- _YOUR OBJECTIVE_: Starting at the top of the entries, restate word for word each line up to and including the one with "for _ in 0..ID_LENGTH".

- _RECORDED DATA_:
//! Utility functions

use crate::prelude::*;
use rand::RngExt;

pub const ID_LENGTH: usize = 24;
pub const SAFE: [char; 62] = [
	'0', '1', '2', '3', '4', '5', '6', '7', '8', '9', 'a', 'b', 'c', 'd', 'e', 'f', 'g', 'h', 'i',
	'j', 'k', 'l', 'm', 'n', 'o', 'p', 'q', 'r', 's', 't', 'u', 'v', 'w', 'x', 'y', 'z', 'A', 'B',
	'C', 'D', 'E', 'F', 'G', 'H', 'I', 'J', 'K', 'L', 'M', 'N', 'O', 'P', 'Q', 'R', 'S', 'T', 'U',
	'V', 'W', 'X', 'Y', 'Z',
];

pub fn random_id() -> ClResult<String> {
	let mut rng = rand::rng();
	let mut result = String::with_capacity(ID_LENGTH);

	for _ in 0..ID_LENGTH {
		result.push(SAFE[rng.random_range(0..SAFE.len())]);
	}
	Ok(result)
}

/// Derive the push socket URL from the REST API URL
///
/// The socket lives on the same origin as the API: a trailing `/api` path
/// segment is stripped.
///
/// # Examples
/// - `"https://api.example.com/api"` → `"https://api.example.com"`
/// - `"http://localhost:5000/api/"` → `"http://localhost:5000"`
/// - `"http://localhost:5000"` → `"http://localhost:5000"`
pub fn socket_url_from_api_url(api_url: &str) -> String {
	let trimmed = api_url.strip_suffix('/').unwrap_or(api_url);
	trimmed.strip_suffix("/api").unwrap_or(trimmed).to_string()
}

#[cfg(test)]
mod tests {
	use super::*;

	#[test]
	fn test_random_id() {
		let id1 = random_id().unwrap();
		let id2 = random_id().unwrap();
		assert_eq!(id1.len(), ID_LENGTH);
		assert_ne!(id1, id2);
		assert!(id1.chars().all(|c| c.is_ascii_alphanumeric()));
	}

	#[test]
	fn test_socket_url_from_api_url() {
		assert_eq!(socket_url_from_api_url("https://api.example.com/api"), "https://api.example.com");
		assert_eq!(socket_url_from_api_url("http://localhost:5000/api/"), "http://localhost:5000");
		assert_eq!(socket_url_from_api_url("http://localhost:5000"), "http://localhost:5000");
	}
}

// vim: ts=4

- _ANSWER BOX_:
//! Utility functions

use crate::prelude::*;
use rand::RngExt;

pub const ID_LENGTH: usize = 24;
pub const SAFE: [char; 62] = [
	'0', '1', '2', '3', '4', '5', '6', '7', '8', '9', 'a', 'b', 'c', 'd', 'e', 'f', 'g', 'h', 'i',
	'j', 'k', 'l', 'm', 'n', 'o', 'p', 'q', 'r', 's', 't', 'u', 'v', 'w', 'x', 'y', 'z', 'A', 'B',
	'C', 'D', 'E', 'F', 'G', 'H', 'I', 'J', 'K', 'L', 'M', 'N', 'O', 'P', 'Q', 'R', 'S', 'T', 'U',
	'V', 'W', 'X', 'Y', 'Z',
];

pub fn random_id() -> ClResult<String> {
	let mut rng = rand::rng();
	let mut result = String::with_capacity(ID_LENGTH);

	for _ in 0..ID_LENGTH {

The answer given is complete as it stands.